Dataset entries:
--------------------

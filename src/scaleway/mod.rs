//! Scaleway backend implementation of the machine lifecycle.

mod error;
mod lifecycle;
mod types;

use std::time::Duration;

use tracing::{debug, info};

use crate::backend::{Backend, BackendFuture, CreateRequest, DEFAULT_SSH_PORT, Device};
use crate::config::ScalewayConfig;
use lifecycle::ServerSpec;
use scaleway_rs::ScalewayApi;
use types::Zone;

const POLL_INTERVAL: Duration = Duration::from_secs(5);
const WAIT_TIMEOUT: Duration = Duration::from_secs(300);

pub use error::ScalewayBackendError;

/// Backend that provisions machines through the Scaleway Instances API.
///
/// User data is passed as the server's cloud-init payload. Serial console
/// capture is not available.
#[derive(Clone)]
pub struct ScalewayBackend {
    api: ScalewayApi,
    config: ScalewayConfig,
    ssh_port: u16,
    poll_interval: Duration,
    wait_timeout: Duration,
}

impl std::fmt::Debug for ScalewayBackend {
    fn fmt(&self, f: &mut std::fmt::Formatter<'_>) -> std::fmt::Result {
        f.debug_struct("ScalewayBackend")
            .field("zone", &self.config.default_zone)
            .field("instance_type", &self.config.default_instance_type)
            .field("image", &self.config.default_image)
            .finish_non_exhaustive()
    }
}

impl ScalewayBackend {
    /// Constructs a new backend from configuration.
    ///
    /// # Errors
    ///
    /// Returns [`ScalewayBackendError::Config`] when the provided configuration
    /// fails validation.
    pub fn new(config: ScalewayConfig) -> Result<Self, ScalewayBackendError> {
        config.validate()?;
        Ok(Self {
            api: ScalewayApi::new(&config.secret_key),
            config,
            ssh_port: DEFAULT_SSH_PORT,
            poll_interval: POLL_INTERVAL,
            wait_timeout: WAIT_TIMEOUT,
        })
    }

    fn zone(&self) -> Zone {
        Zone::from(self.config.default_zone.as_str())
    }
}

impl Backend for ScalewayBackend {
    type Error = ScalewayBackendError;

    fn create(&self, request: CreateRequest) -> BackendFuture<'_, Device, Self::Error> {
        Box::pin(async move {
            let spec = ServerSpec::from(&self.config);
            let user_data = std::str::from_utf8(&request.user_data).map_err(|err| {
                ScalewayBackendError::InvalidUserData(format!("user data is not UTF-8: {err}"))
            })?;
            let cloud_init = (!user_data.is_empty()).then_some(user_data);
            let image_id = self.resolve_image_id(&spec).await?;

            let server = self
                .create_server_stopped(&spec, &image_id, &request.name, cloud_init)
                .await?;
            info!(id = %server.id, name = %request.name, "created scaleway server");
            self.power_on_if_needed(&self.zone(), &server).await?;

            Ok(Device {
                id: server.id.as_str().to_owned(),
                name: request.name,
                addresses: server.addresses(self.ssh_port),
            })
        })
    }

    fn resolve_addresses(&self, device: Device) -> BackendFuture<'_, Device, Self::Error> {
        Box::pin(async move {
            let addresses = self.wait_for_addresses(&self.zone(), &device.id).await?;
            Ok(Device {
                addresses,
                ..device
            })
        })
    }

    fn destroy<'a>(&'a self, device: &'a Device) -> BackendFuture<'a, (), Self::Error> {
        Box::pin(async move {
            let zone = self.zone();
            let Some(server) = self.fetch_server(&zone, &device.id).await? else {
                debug!(id = %device.id, "server already gone");
                return Ok(());
            };
            self.remove_server(&zone, &server).await?;
            self.wait_until_gone(&zone, &device.id).await
        })
    }

    fn destroy_by_name<'a>(&'a self, name: &'a str) -> BackendFuture<'a, (), Self::Error> {
        Box::pin(async move {
            let zone = self.zone();
            for server in self.servers_named(&zone, name).await? {
                self.remove_server(&zone, &server).await?;
                self.wait_until_gone(&zone, server.id.as_str()).await?;
            }
            Ok(())
        })
    }
}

--------------------

• [YOUR GOAL]
Word for word, extract all the records.

• [SOLUTION]
filename src/scaleway/mod.rs
//! Scaleway backend implementation of the machine lifecycle.

mod error;
mod lifecycle;
mod types;

use std::time::Duration;

use tracing::{debug, info};

use crate::backend::{Backend, BackendFuture, CreateRequest, DEFAULT_SSH_PORT, Device};
use crate::config::ScalewayConfig;
use lifecycle::ServerSpec;
use scaleway_rs::ScalewayApi;
use types::Zone;

const POLL_INTERVAL: Duration = Duration::from_secs(5);
const WAIT_TIMEOUT: Duration = Duration::from_secs(300);

pub use error::ScalewayBackendError;

/// Backend that provisions machines through the Scaleway Instances API.
///
/// User data is passed as the server's cloud-init payload. Serial console
/// capture is not available.
#[derive(Clone)]
pub struct ScalewayBackend {
    api: ScalewayApi,
    config: ScalewayConfig,
    ssh_port: u16,
    poll_interval: Duration,
    wait_timeout: Duration,
}

impl std::fmt::Debug for ScalewayBackend {
    fn fmt(&self, f: &mut std::fmt::Formatter<'_>) -> std::fmt::Result {
        f.debug_struct("ScalewayBackend")
            .field("zone", &self.config.default_zone)
            .field("instance_type", &self.config.default_instance_type)
            .field("image", &self.config.default_image)
            .finish_non_exhaustive()
    }
}

impl ScalewayBackend {
    /// Constructs a new backend from configuration.
    ///
    /// # Errors
    ///
    /// Returns [`ScalewayBackendError::Config`] when the provided configuration
    /// fails validation.
    pub fn new(config: ScalewayConfig) -> Result<Self, ScalewayBackendError> {
        config.validate()?;
        Ok(Self {
            api: ScalewayApi::new(&config.secret_key),
            config,
            ssh_port: DEFAULT_SSH_PORT,
            poll_interval: POLL_INTERVAL,
            wait_timeout: WAIT_TIMEOUT,
        })
    }

    fn zone(&self) -> Zone {
        Zone::from(self.config.default_zone.as_str())
    }
}

impl Backend for ScalewayBackend {
    type Error = ScalewayBackendError;

    fn create(&self, request: CreateRequest) -> BackendFuture<'_, Device, Self::Error> {
        Box::pin(async move {
            let spec = ServerSpec::from(&self.config);
            let user_data = std::str::from_utf8(&request.user_data).map_err(|err| {
                ScalewayBackendError::InvalidUserData(format!("user data is not UTF-8: {err}"))
            })?;
            let cloud_init = (!user_data.is_empty()).then_some(user_data);
            let image_id = self.resolve_image_id(&spec).await?;

            let server = self
                .create_server_stopped(&spec, &image_id, &request.name, cloud_init)
                .await?;
            info!(id = %server.id, name = %request.name, "created scaleway server");
            self.power_on_if_needed(&self.zone(), &server).await?;

            Ok(Device {
                id: server.id.as_str().to_owned(),
                name: request.name,
                addresses: server.addresses(self.ssh_port),
            })
        })
    }

    fn resolve_addresses(&self, device: Device) -> BackendFuture<'_, Device, Self::Error> {
        Box::pin(async move {
            let addresses = self.wait_for_addresses(&self.zone(), &device.id).await?;
            Ok(Device {
                addresses,
                ..device
            })
        })
    }

    fn destroy<'a>(&'a self, device: &'a Device) -> BackendFuture<'a, (), Self::Error> {
        Box::pin(async move {
            let zone = self.zone();
            let Some(server) = self.fetch_server(&zone, &device.id).await? else {
                debug!(id = %device.id, "server already gone");
                return Ok(());
            };
            self.remove_server(&zone, &server).await?;
            self.wait_until_gone(&zone, &device.id).await
        })
    }

    fn destroy_by_name<'a>(&'a self, name: &'a str) -> BackendFuture<'a, (), Self::Error> {
        Box::pin(async move {
            let zone = self.zone();
            for server in self.servers_named(&zone, name).await? {
                self.remove_server(&zone, &server).await?;
                self.wait_until_gone(&zone, server.id.as_str()).await?;
            }
            Ok(())
        })
    }
}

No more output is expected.